To slow down this process, have something to eat when you have a drink, and try and restrict your drinking to a couple of glasses, two or three times per week.

Step 17: TRY SOMETHING NEW EACH WEEK
Don’t get bored.

Eating needs to be interesting when you’re developing new, healthier habits, so experiment with new foods. Look out for things you haven’t cooked before, and try them.

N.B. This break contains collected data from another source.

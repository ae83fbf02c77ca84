use criterion::{black_box, criterion_group, criterion_main, Criterion};
use peercall::message::{Candidate, SessionDescription, SignalMessage};

fn sample_sdp() -> String {
    let mut sdp = String::from("v=0\r\no=- 4611731400430051336 2 IN IP4 127.0.0.1\r\ns=-\r\nt=0 0\r\n");
    for kind in ["audio", "video"] {
        sdp.push_str(&format!(
            "m={} 9 UDP/TLS/RTP/SAVPF 96 111\r\nc=IN IP4 0.0.0.0\r\na=mid:0\r\na=sendrecv\r\n",
            kind
        ));
        for i in 0..20 {
            sdp.push_str(&format!("a=rtcp-fb:96 nack {}\r\n", i));
        }
    }
    sdp
}

fn sample_candidate() -> Candidate {
    Candidate {
        candidate: "candidate:842163049 1 udp 1677729535 203.0.113.7 46154 typ srflx raddr 0.0.0.0 rport 0 generation 0".to_string(),
        sdp_mid: Some("0".to_string()),
        sdp_mline_index: Some(0),
        username_fragment: Some("EsAw".to_string()),
    }
}

fn bench_encode_offer(c: &mut Criterion) {
    let message = SignalMessage::description(SessionDescription::offer(sample_sdp()));
    c.bench_function("encode_offer", |b| {
        b.iter(|| black_box(message.encode().unwrap()))
    });
}

fn bench_decode_offer(c: &mut Criterion) {
    let text = SignalMessage::description(SessionDescription::offer(sample_sdp()))
        .encode()
        .unwrap();
    c.bench_function("decode_offer", |b| {
        b.iter(|| black_box(SignalMessage::decode(black_box(&text)).unwrap()))
    });
}

fn bench_decode_candidate(c: &mut Criterion) {
    let text = SignalMessage::candidate(sample_candidate()).encode().unwrap();
    c.bench_function("decode_candidate", |b| {
        b.iter(|| black_box(SignalMessage::decode(black_box(&text)).unwrap()))
    });
}

criterion_group!(
    benches,
    bench_encode_offer,
    bench_decode_offer,
    bench_decode_candidate
);
criterion_main!(benches);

If you can’t find what you need in a cookery book, there are recipes for everything on the internet and how about trying some of the recipes on the VideoJug website.

Step 18: BREAKING YOUR DIET IS NORMAL!
Don’t try to be perfect. Everybody needs a break from a restrictive diet sometimes.

Whether you’re going out for a special meal, or just in need of a break, enjoy it and don’t feel guilty because you’ve already made the commitment to healthier living.

Step 19: SMALL IS BEAUTIFUL.
Losing weight is about eating fewer calories than you burn off in your everyday life and to lose a pound a week, you need to create a calorie deficit of 500 calories a day.

So make small changes – for example, eat some fruit instead of a chocolate bar, or choose the low-fat alternative to your normal food, and take two brisk 15 minute walks a day.

The rate at which you lose weight will vary.

Most medical experts agree that it’s healthy and sustainable to lose one or two pounds a week and as long as the overall trend is downwards . . . . you’re doing well.

Step 20: REWARD YOURSELF
Keep yourself motivated by rewarding yourself each time you lose, say, five pounds.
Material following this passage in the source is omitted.